▸ **Work item**
What you give back should match the entries below character for character.

== Data for processing ==

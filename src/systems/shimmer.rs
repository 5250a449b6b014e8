use super::{ParticleSystem, step_agents};
use crate::agents::{Glint, Tick};
use crate::config::{Density, ShimmerParams, SurfaceStyle};
use crate::draw::DrawList;
use crate::foundation::core::{LayoutSize, SurfaceGeometry};
use crate::foundation::math::Rng64;
use crate::foundation::time::TimeStep;

/// Sparse, nearly static gold points that slowly breathe.
pub struct ShimmerSystem {
    params: ShimmerParams,
    density: Density,
    geometry: SurfaceGeometry,
    seed: u64,
    rng: Rng64,
    glints: Vec<Glint>,
}

impl ShimmerSystem {
    pub fn new(params: &ShimmerParams, density: Density, seed: u64) -> Self {
        Self {
            params: params.clone(),
            density,
            geometry: SurfaceGeometry::default(),
            seed,
            rng: Rng64::new(seed),
            glints: Vec::new(),
        }
    }

    /// `max(30, min(floor(w*h / 15000), 120))`, halved for light density.
    pub fn population_for(params: &ShimmerParams, bounds: LayoutSize, density: Density) -> usize {
        if bounds.is_empty() {
            return 0;
        }
        params.population.count(bounds.area(), density)
    }
}

impl ParticleSystem for ShimmerSystem {
    fn style(&self) -> SurfaceStyle {
        SurfaceStyle::Shimmer
    }

    fn density(&self) -> Density {
        self.density
    }

    fn geometry(&self) -> SurfaceGeometry {
        self.geometry
    }

    fn resize(&mut self, geometry: SurfaceGeometry, reduced_motion: bool) {
        self.geometry = geometry;
        self.rng = Rng64::new(self.seed);
        self.glints.clear();
        if reduced_motion {
            return;
        }
        let bounds = geometry.logical;
        let count = Self::population_for(&self.params, bounds, self.density);
        for _ in 0..count {
            let glint = Glint::spawn(&self.params, bounds, &mut self.rng);
            self.glints.push(glint);
        }
    }

    fn animate(&mut self, step: TimeStep, out: &mut DrawList) {
        out.clear();
        if self.glints.is_empty() {
            return;
        }
        let tick = Tick {
            scale: step.scale,
            bounds: self.geometry.logical,
            density: self.density,
            params: &self.params,
            pointer: None,
            gathering: false,
        };
        step_agents(&mut self.glints, &tick, out);
    }

    fn population(&self) -> usize {
        self.glints.len()
    }
}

===

▸ **Response box**
filename src/systems/shimmer.rs
repository 5250a449b6b014e8
use super::{ParticleSystem, step_agents};
use crate::agents::{Glint, Tick};
use crate::config::{Density, ShimmerParams, SurfaceStyle};
use crate::draw::DrawList;
use crate::foundation::core::{LayoutSize, SurfaceGeometry};
use crate::foundation::math::Rng64;
use crate::foundation::time::TimeStep;

/// Sparse, nearly static gold points that slowly breathe.
pub struct ShimmerSystem {
    params: ShimmerParams,
    density: Density,
    geometry: SurfaceGeometry,
    seed: u64,
    rng: Rng64,
    glints: Vec<Glint>,
}

impl ShimmerSystem {
    pub fn new(params: &ShimmerParams, density: Density, seed: u64) -> Self {
        Self {
            params: params.clone(),
            density,
            geometry: SurfaceGeometry::default(),
            seed,
            rng: Rng64::new(seed),
            glints: Vec::new(),
        }
    }

    /// `max(30, min(floor(w*h / 15000), 120))`, halved for light density.
    pub fn population_for(params: &ShimmerParams, bounds: LayoutSize, density: Density) -> usize {
        if bounds.is_empty() {
            return 0;
        }
        params.population.count(bounds.area(), density)
    }
}

impl ParticleSystem for ShimmerSystem {
    fn style(&self) -> SurfaceStyle {
        SurfaceStyle::Shimmer
    }

    fn density(&self) -> Density {
        self.density
    }

    fn geometry(&self) -> SurfaceGeometry {
        self.geometry
    }

    fn resize(&mut self, geometry: SurfaceGeometry, reduced_motion: bool) {
        self.geometry = geometry;
        self.rng = Rng64::new(self.seed);
        self.glints.clear();
        if reduced_motion {
            return;
        }
        let bounds = geometry.logical;
        let count = Self::population_for(&self.params, bounds, self.density);
        for _ in 0..count {
            let glint = Glint::spawn(&self.params, bounds, &mut self.rng);
            self.glints.push(glint);
        }
    }

    fn animate(&mut self, step: TimeStep, out: &mut DrawList) {
        out.clear();
        if self.glints.is_empty() {
            return;
        }
        let tick = Tick {
            scale: step.scale,
            bounds: self.geometry.logical,
            density: self.density,
            params: &self.params,
            pointer: None,
            gathering: false,
        };
        step_agents(&mut self.glints, &tick, out);
    }

    fn population(&self) -> usize {
        self.glints.len()
    }
}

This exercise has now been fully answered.